§ **About this exercise**: Scan the listing below. Copy each line that contains "DeepSeekConfig".

== Segment start ==

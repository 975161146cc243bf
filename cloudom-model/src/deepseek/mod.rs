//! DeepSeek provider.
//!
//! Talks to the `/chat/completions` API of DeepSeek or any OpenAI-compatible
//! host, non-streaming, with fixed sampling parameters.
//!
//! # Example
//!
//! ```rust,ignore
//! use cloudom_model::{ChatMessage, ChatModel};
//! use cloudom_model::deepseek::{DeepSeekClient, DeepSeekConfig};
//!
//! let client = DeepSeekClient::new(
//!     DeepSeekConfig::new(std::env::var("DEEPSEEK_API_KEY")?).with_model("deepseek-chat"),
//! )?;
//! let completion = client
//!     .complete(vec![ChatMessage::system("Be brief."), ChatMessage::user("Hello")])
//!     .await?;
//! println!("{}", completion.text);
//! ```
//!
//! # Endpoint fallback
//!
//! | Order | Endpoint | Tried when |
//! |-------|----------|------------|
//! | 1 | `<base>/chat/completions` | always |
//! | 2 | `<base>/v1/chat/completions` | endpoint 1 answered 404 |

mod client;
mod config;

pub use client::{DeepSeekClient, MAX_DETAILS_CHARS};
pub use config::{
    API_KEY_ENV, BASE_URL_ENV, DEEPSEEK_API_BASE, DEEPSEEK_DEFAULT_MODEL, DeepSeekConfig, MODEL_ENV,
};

== Segment end ==

§ **Solution below**:
//! use cloudom_model::deepseek::{DeepSeekClient, DeepSeekConfig};
//!     DeepSeekConfig::new(std::env::var("DEEPSEEK_API_KEY")?).with_model("deepseek-chat"),
    API_KEY_ENV, BASE_URL_ENV, DEEPSEEK_API_BASE, DEEPSEEK_DEFAULT_MODEL, DeepSeekConfig, MODEL_ENV,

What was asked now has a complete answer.